Proposed Clarification of Prior Rulings

At the outset, the IRS emphasized that the rules which have governed the taxation of split-dollar arrangements since 1964 involve a form of contractual agreement between the employer and employee to "join in the purchase of a life insurance contract" in which the premiums and the policy benefits are allocated between the employer and the employee (Rev. Rul. 64-328, 1964-2 C.B. 11, and Rev. Rul. 66-110, 1966-1 C.B. 12). According to the IRS, under these rulings "all amounts credited to the cash surrender value of the life insurance contract inured to the benefit of the employer" in exchange for its premium payments. 

The only economic benefit inuring to the employee was the value of current life insurance protection, which is taxed to the employee in accordance with the P.S. 58 Table contained in Rev.

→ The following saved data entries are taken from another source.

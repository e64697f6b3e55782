//! The process-wide default first weekday.
//!
//! Every calendar function takes the first weekday explicitly. This default is
//! only consulted by convenience constructors such as [`Week::new`](crate::Week::new).
//!
//! The setting is shared by all threads. Reads and writes are individually
//! atomic, but overriding it is meant for cooperative, non-concurrent use: two
//! threads overriding it at the same time will observe each other's values.

use std::sync::{Mutex, MutexGuard, PoisonError};

use lazy_static::lazy_static;

use crate::date::Weekday;

lazy_static! {
    static ref FIRST_WEEKDAY: Mutex<Weekday> = Mutex::new(Weekday::Monday);
}

fn lock() -> MutexGuard<'static, Weekday> {
    // A Weekday is always valid, so a poisoned lock holds usable data.
    FIRST_WEEKDAY
        .lock()
        .unwrap_or_else(PoisonError::into_inner)
}

/// The current default first weekday. Initially Monday.
pub fn first_weekday() -> Weekday {
    *lock()
}

/// Sets the default first weekday and returns the previous one.
pub fn set_first_weekday(first_weekday: Weekday) -> Weekday {
    let previous = std::mem::replace(&mut *lock(), first_weekday);
    debug!("default first weekday changed from {previous} to {first_weekday}");
    previous
}

/// Restores the previous default first weekday when dropped.
#[derive(Debug)]
pub struct FirstWeekdayGuard {
    previous: Weekday,
}

impl Drop for FirstWeekdayGuard {
    fn drop(&mut self) {
        set_first_weekday(self.previous);
    }
}

/// Installs `first_weekday` as the default until the returned guard is dropped.
#[must_use = "the previous first weekday is restored as soon as the guard is dropped"]
pub fn override_first_weekday(first_weekday: Weekday) -> FirstWeekdayGuard {
    FirstWeekdayGuard {
        previous: set_first_weekday(first_weekday),
    }
}

/// Runs `f` with `first_weekday` as the default, restoring the previous value
/// afterwards, also when `f` panics.
pub fn with_first_weekday<R>(first_weekday: Weekday, f: impl FnOnce() -> R) -> R {
    let _guard = override_first_weekday(first_weekday);
    f()
}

Rul. 55-747 (1955-2 C.B. 228) to the extent that it exceeds the employee’s share (if any) of the premium payments.

According to the IRS, although the rulings described two contractual methods — the endorsement method (under which the employer is formally designated as the owner of the contract), and the collateral assignment method (under which the employee is formally designated as the owner of the contract) – "the determination of an employee’s gross income is unaffected by ***[which]*** method is used." In either case , the IRS Notice emphasized that the rulings conclude that "all economic benefits conferred on an employee under such an arrangement, excluding economic benefits attributable to the employee’s own premium payments, constitute gross income to the employee."

In Notice 2001-10, the IRS expressed the view that none of these rulings addressed "equity split-dollar," the most common split-dollar arrangement involving a shared ownership of a life insurance contract by an employer and its employee under which the employer’s interest in the cash surrender value of the contract is limited to the aggregate amount of its premium payments, exclusive of any cash value over employer premium outlays ("excess cash premium value").

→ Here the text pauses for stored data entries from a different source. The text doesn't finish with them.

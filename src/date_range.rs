//! Half-open date intervals.

use std::fmt;
use std::hash::{Hash, Hasher};
use std::iter::FusedIterator;

use crate::date::Date;
use crate::duration::Days;

/// The dates from `start` (inclusive) to `end` (exclusive).
///
/// The bounds are kept as given, even when `start` comes after `end`. Such an
/// inverted range is empty, and every empty range is equal to every other.
#[derive(Clone, Copy)]
pub struct DateRange {
    start: Date,
    end: Date,
}

impl DateRange {
    pub fn new(start: Date, end: Date) -> Self {
        DateRange { start, end }
    }

    pub fn start(&self) -> Date {
        self.start
    }

    pub fn end(&self) -> Date {
        self.end
    }

    pub fn contains(&self, date: Date) -> bool {
        self.start <= date && date < self.end
    }

    pub fn is_empty(&self) -> bool {
        self.start >= self.end
    }

    /// Number of dates in the range; zero when inverted.
    pub fn length_days(&self) -> Days {
        self.span().max(Days::ZERO)
    }

    /// `end - start`, negative when the range is inverted.
    pub fn span(&self) -> Days {
        self.end - self.start
    }

    /// The day before `end`, or `None` for an empty range.
    pub fn last_date(&self) -> Option<Date> {
        if self.is_empty() {
            None
        } else {
            self.end.pred().ok()
        }
    }

    pub fn iter(&self) -> DateIter {
        DateIter::new(self.start.day_number(), self.end.day_number())
    }
}

impl PartialEq for DateRange {
    fn eq(&self, other: &Self) -> bool {
        if self.is_empty() || other.is_empty() {
            return self.is_empty() && other.is_empty();
        }
        self.start == other.start && self.end == other.end
    }
}

impl Eq for DateRange {}

impl Hash for DateRange {
    fn hash<H: Hasher>(&self, state: &mut H) {
        if self.is_empty() {
            state.write_u8(0);
        } else {
            state.write_u8(1);
            self.start.hash(state);
            self.end.hash(state);
        }
    }
}

impl fmt::Debug for DateRange {
    fn fmt(&self, f: &mut fmt::Formatter<'_>) -> fmt::Result {
        write!(f, "DateRange({}, {})", self.start, self.end)
    }
}

impl fmt::Display for DateRange {
    fn fmt(&self, f: &mut fmt::Formatter<'_>) -> fmt::Result {
        write!(f, "{}/{}", self.start, self.end)
    }
}

impl IntoIterator for DateRange {
    type Item = Date;
    type IntoIter = DateIter;

    fn into_iter(self) -> Self::IntoIter {
        self.iter()
    }
}

impl IntoIterator for &DateRange {
    type Item = Date;
    type IntoIter = DateIter;

    fn into_iter(self) -> Self::IntoIter {
        self.iter()
    }
}

/// Iterator over consecutive dates.
///
/// Walks day numbers rather than dates, so a bound just past the supported
/// calendar never has to be represented as a [`Date`].
#[derive(Debug, Clone)]
pub struct DateIter {
    next: i32,
    end: i32,
}

impl DateIter {
    pub(crate) fn new(start: i32, end: i32) -> Self {
        DateIter {
            next: start,
            end: end.max(start),
        }
    }
}

impl Iterator for DateIter {
    type Item = Date;

    fn next(&mut self) -> Option<Date> {
        if self.next >= self.end {
            return None;
        }
        let date = Date::from_day_number_unchecked(self.next);
        self.next += 1;
        Some(date)
    }

    fn size_hint(&self) -> (usize, Option<usize>) {
        let len = (self.end - self.next) as usize;
        (len, Some(len))
    }
}

impl DoubleEndedIterator for DateIter {
    fn next_back(&mut self) -> Option<Date> {
        if self.next >= self.end {
            return None;
        }
        self.end -= 1;
        Some(Date::from_day_number_unchecked(self.end))
    }
}

impl ExactSizeIterator for DateIter {}

impl FusedIterator for DateIter {}

/// Anything that covers a contiguous, half-open span of dates.
///
/// Months, weeks and their ranges all implement this, so code that only cares
/// about the covered dates can treat them uniformly.
pub trait DateSpan {
    /// The first date of the span.
    fn start_date(&self) -> Date;

    /// The date right after the span.
    fn end_date(&self) -> Date;

    fn date_range(&self) -> DateRange {
        DateRange::new(self.start_date(), self.end_date())
    }

    fn contains_date(&self, date: Date) -> bool {
        self.date_range().contains(date)
    }

    fn total_days(&self) -> Days {
        self.date_range().length_days()
    }

    fn is_empty(&self) -> bool {
        self.date_range().is_empty()
    }

    fn dates(&self) -> DateIter {
        self.date_range().iter()
    }
}

impl DateSpan for DateRange {
    fn start_date(&self) -> Date {
        self.start
    }

    fn end_date(&self) -> Date {
        self.end
    }
}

The problem with this position is that since 1964 the IRS has taxed the employee each year solely on the value of the insurance protection provided under the policy in excess of the amount paid by the insured. Specifically, in Rev. Rul. 64-328, the IRS concluded that (i) the measure of the income taxable to the employee under a split-dollar arrangement is the cost of the death benefit protection, equal to the one year term cost of the life insurance coverage to which the employee is entitled from year to year and (ii) the one year term cost is measured as the so-called P.S. 58 cost, referenced in Rev. Rul. 55-713, 1955-2 C.B. 23. Rev. Rul. 66-110 expanded the available sources to be used for determining this annual taxable term insurance cost, permitting

employees to utilize the current published term rates charged by the insurer with which the policy is placed for life insurance available to all standards of risks, if these insurer rates are lower than the P.S. 58 cost.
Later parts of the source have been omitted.